Comme Antigone, De Gaulle, et Mario, le cardinal Melville a dit non. Pourtant choisi par ses pairs pour devenir le nouveau pape, il fait un refus d’obstacle au moment de se présenter à la foule en délire et s’enfuit. Ainsi commence Habemus Papam, film de Nanni Moretti sorti en 2011.
Est alors convoqué au Saint-Siège, l’auto-proclamé meilleur psychanalyste du monde, profondément athée, incarné par un Moretti plein d’auto-dérision, pour venir au secours de la Sainteté paralysée, jouée par le regretté Piccoli. On pourrait alors croire que le film va se diriger vers un tête-à-tête psychologique, une discussion profonde et lourde sur la foi, le pouvoir, l’homme et dieu. Moretti convoque cette image le temps d’un plan où les deux hommes se font face à face. Mais très vite, il fait un pas de côté et détourne son propre film. Le cardinal Melville semble ainsi s’échapper de ce scénario cousu de fil blanc et le film trouve alors sa propre tonalité qui le rend si fascinant.
Habemus Papam est en réalité la plus belle adaptation de Bartleby au cinéma. Moretti ne s’y trompe pas en donnant à son cardinal le nom de l’écrivain américain de cette nouvelle incontournable.
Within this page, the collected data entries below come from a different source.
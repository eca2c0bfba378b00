// Licensed under the Apache License, Version 2.0 or the MIT License.
// SPDX-License-Identifier: Apache-2.0 OR MIT
// Copyright Tock Contributors 2022.

//! Chains of radio operations.
//!
//! The RF core follows `next_op` from one operation to the next without any
//! help from the system CPU, deciding at each step from the condition of the
//! operation that just finished. A [`CommandChain`] owns the links: it holds
//! a mutable borrow of every operation it links and clears the links again
//! when dropped.

use core::marker::PhantomData;
use core::ptr::NonNull;

use super::commands::{Continuation, RadioCommand, RadioOp, RadioOpStatus};

/// Where the RF core is in a submitted chain, as far as the status words
/// tell.
#[derive(Clone, Copy, Debug, PartialEq, Eq)]
pub enum ChainProgress {
    Running,
    /// The RF core is done with the chain. Status of the last operation it
    /// ran.
    Finished(RadioOpStatus),
}

/// Radio operations linked in the order the RF core runs them.
pub struct CommandChain<'a> {
    head: NonNull<RadioOp>,
    tail: NonNull<RadioOp>,
    len: usize,
    _ops: PhantomData<&'a mut RadioOp>,
}

impl<'a> CommandChain<'a> {
    pub fn new<C: RadioCommand>(head: &'a mut C) -> CommandChain<'a> {
        let op = head.op_mut();
        op.set_next_op(None);
        let head = NonNull::from(op);
        CommandChain {
            head,
            tail: head,
            len: 1,
            _ops: PhantomData,
        }
    }

    /// Links `next` after the last operation of the chain.
    pub fn then<C: RadioCommand>(mut self, next: &'a mut C) -> CommandChain<'a> {
        let op = next.op_mut();
        op.set_next_op(None);
        let next = NonNull::from(op);
        // The chain holds the only borrow of the tail.
        unsafe { self.tail.as_mut() }.set_next_op(Some(next));
        self.tail = next;
        self.len += 1;
        self
    }

    pub fn len(&self) -> usize {
        self.len
    }

    pub fn head(&self) -> &RadioOp {
        unsafe { self.head.as_ref() }
    }

    /// Visits the operations by following `next_op`, like the RF core.
    pub fn iter(&self) -> ChainIter<'_> {
        ChainIter {
            next: Some(self.head),
            _chain: PhantomData,
        }
    }

    pub(crate) fn reset_status(&self) {
        for op in self.iter() {
            op.reset_status();
        }
    }

    /// Replays the decisions of the RF core over the status words written
    /// so far.
    ///
    /// All statuses are reset to IDLE on submission, so an operation still
    /// IDLE has not been reached yet.
    pub fn progress(&self) -> ChainProgress {
        let mut op = self.head();
        loop {
            let status = op.status();
            let Some(result) = status.result() else {
                return ChainProgress::Running;
            };
            // An undecodable condition ends the chain with ERROR_CONDITION
            // on that same operation.
            let Ok(condition) = op.condition() else {
                return ChainProgress::Finished(status);
            };
            let hops = match condition.continuation(result) {
                Continuation::Stop => return ChainProgress::Finished(status),
                Continuation::Next => 1,
                // The RF core restarts the same operation.
                Continuation::Skip(0) => return ChainProgress::Running,
                Continuation::Skip(n) => n,
            };
            match advance(op, hops) {
                Some(next) => op = next,
                None => return ChainProgress::Finished(status),
            }
        }
    }
}

fn advance(op: &RadioOp, hops: u8) -> Option<&RadioOp> {
    let mut cursor = op;
    for _ in 0..hops {
        cursor = unsafe { cursor.next_op()?.as_ref() };
    }
    Some(cursor)
}

impl Drop for CommandChain<'_> {
    fn drop(&mut self) {
        let mut cursor = Some(self.head);
        while let Some(mut op) = cursor {
            let op = unsafe { op.as_mut() };
            cursor = op.next_op();
            op.set_next_op(None);
        }
    }
}

/// Iterator over the operations of a [`CommandChain`].
pub struct ChainIter<'c> {
    next: Option<NonNull<RadioOp>>,
    _chain: PhantomData<&'c RadioOp>,
}

impl<'c> Iterator for ChainIter<'c> {
    type Item = &'c RadioOp;

    fn next(&mut self) -> Option<&'c RadioOp> {
        let op: &'c RadioOp = unsafe { self.next?.as_ref() };
        self.next = op.next_op();
        Some(op)
    }
}

#[cfg(test)]
mod tests {
    use super::*;
    use crate::radio::commands::{
        CmdFs, CmdNop, Condition, ConditionRule, StartTrigger, CMD_FS, CMD_NOP,
    };
    use crate::radio::sim;

    fn tagged(tag: u32) -> CmdNop {
        let mut nop = CmdNop::new();
        nop.op_mut().set_start(tag, StartTrigger::NOW);
        nop
    }

    #[test]
    fn links_follow_push_order() {
        let mut a = CmdNop::new();
        let mut b = CmdFs::new(902, 13107);
        let mut c = CmdNop::new();
        let chain = CommandChain::new(&mut a).then(&mut b).then(&mut c);

        assert_eq!(chain.len(), 3);
        let ids: Vec<u16> = chain.iter().map(|op| op.command_no()).collect();
        assert_eq!(ids, [CMD_NOP, CMD_FS, CMD_NOP]);
    }

    #[test]
    fn rf_core_visits_a_b_c_then_stops() {
        let mut a = tagged(1);
        let mut b = tagged(2);
        let mut c = tagged(3);
        let chain = CommandChain::new(&mut a).then(&mut b).then(&mut c);

        let visited = sim::run_chain(chain.head(), |_| RadioOpStatus::DONE_OK);
        assert_eq!(visited, [1, 2, 3]);
        assert_eq!(
            chain.progress(),
            ChainProgress::Finished(RadioOpStatus::DONE_OK)
        );
    }

    #[test]
    fn progress_waits_for_every_reached_operation() {
        let mut a = tagged(1);
        let mut b = tagged(2);
        let chain = CommandChain::new(&mut a).then(&mut b);
        chain.reset_status();
        assert_eq!(chain.progress(), ChainProgress::Running);

        chain.head().set_status(RadioOpStatus::DONE_OK);
        assert_eq!(chain.progress(), ChainProgress::Running);

        let second = chain.iter().nth(1).unwrap();
        second.set_status(RadioOpStatus::ACTIVE);
        assert_eq!(chain.progress(), ChainProgress::Running);

        second.set_status(RadioOpStatus::DONE_TIMEOUT);
        assert_eq!(
            chain.progress(),
            ChainProgress::Finished(RadioOpStatus::DONE_TIMEOUT)
        );
    }

    #[test]
    fn error_stops_the_chain_early() {
        let mut a = tagged(1);
        let mut b = tagged(2);
        let mut c = tagged(3);
        let chain = CommandChain::new(&mut a).then(&mut b).then(&mut c);

        let visited = sim::run_chain(chain.head(), |op| {
            if op.start_time() == 2 {
                RadioOpStatus::ERROR_NO_SETUP
            } else {
                RadioOpStatus::DONE_OK
            }
        });
        assert_eq!(visited, [1, 2]);
        assert_eq!(
            chain.progress(),
            ChainProgress::Finished(RadioOpStatus::ERROR_NO_SETUP)
        );
    }

    #[test]
    fn skip_on_false_jumps_ahead() {
        let mut a = tagged(1);
        a.op_mut().set_condition(Condition {
            rule: ConditionRule::SkipOnFalse,
            skip: 2,
        });
        let mut b = tagged(2);
        let mut c = tagged(3);
        let chain = CommandChain::new(&mut a).then(&mut b).then(&mut c);

        let visited = sim::run_chain(chain.head(), |op| {
            if op.start_time() == 1 {
                RadioOpStatus::DONE_TIMEOUT
            } else {
                RadioOpStatus::DONE_OK
            }
        });
        assert_eq!(visited, [1, 3]);
        assert_eq!(
            chain.progress(),
            ChainProgress::Finished(RadioOpStatus::DONE_OK)
        );
    }

    #[test]
    fn never_condition_ends_after_first() {
        let mut a = tagged(1);
        a.op_mut().set_condition(Condition::NEVER);
        let mut b = tagged(2);
        let chain = CommandChain::new(&mut a).then(&mut b);

        let visited = sim::run_chain(chain.head(), |_| RadioOpStatus::DONE_OK);
        assert_eq!(visited, [1]);
        assert_eq!(
            chain.progress(),
            ChainProgress::Finished(RadioOpStatus::DONE_OK)
        );
    }

    #[test]
    fn dropping_the_chain_unlinks() {
        let mut a = tagged(1);
        let mut b = tagged(2);
        {
            let chain = CommandChain::new(&mut a).then(&mut b);
            assert!(chain.head().next_op().is_some());
        }
        assert!(a.op().next_op().is_none());
        assert!(b.op().next_op().is_none());
    }
}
Dans celle-ci, Bartleby refuse le monde qui l’entoure par cette phrase magnifique, presque formule magique, « I would prefet not to ». Dans Habemus Papam, c’est d’abord par un cri que le cardinal exprime son refus. Un cri d’angoisse qui vient du plus profond de lui-même. A partir de là, il sait qu’il « préfère ne pas ». Et il fuit.

Ceci n’est pas le film
Le film se divise en deux. D’un côté le pape déambule à la recherche de ce qui le bloque. De l’autre, le psychanalyste s’amuse chez les cardinaux. Les scènes de vie au Vatican, entre ces cardinaux coincés qui attendent que le pape se décide apportent une légèreté délicieuse au film dont l’organisation d’un tournoi volley-ball est le point d’orgue absurde. Cela contrebalance parfaitement dans le rythme du film, le désarroi du cardinal Melville, qui semble ne savoir qu’une seule chose : il ne veut pas être pape. Piccoli, dans l’un de ses derniers grands rôles, transmet avec brio la confusion de ce vieil homme qui fuit le plus grand des honneurs. Son regard aussi déterminé que perdu porte le film et nous transmet son état d’esprit. Qui n’a jamais rêvé comme lui ou comme Bartleby de dire non et d’arrêter ? Sans raison, sans justification. C’est ce fantasme profondément subversif que filme Moretti. Ce désir de s’extraire de ce qui nous entoure et de renoncer de jouer le jeu. Un mot d’ordre dévastateur pour toute société et notamment dans celle qui nous ordonne chaque jour de nous dépasser pour en être un élément productif et heureux de l’être. Derrière sa tonalité de comédie légère et douce, Moretti réalise un film profondément subversif comme l’était Bartleby en 1853.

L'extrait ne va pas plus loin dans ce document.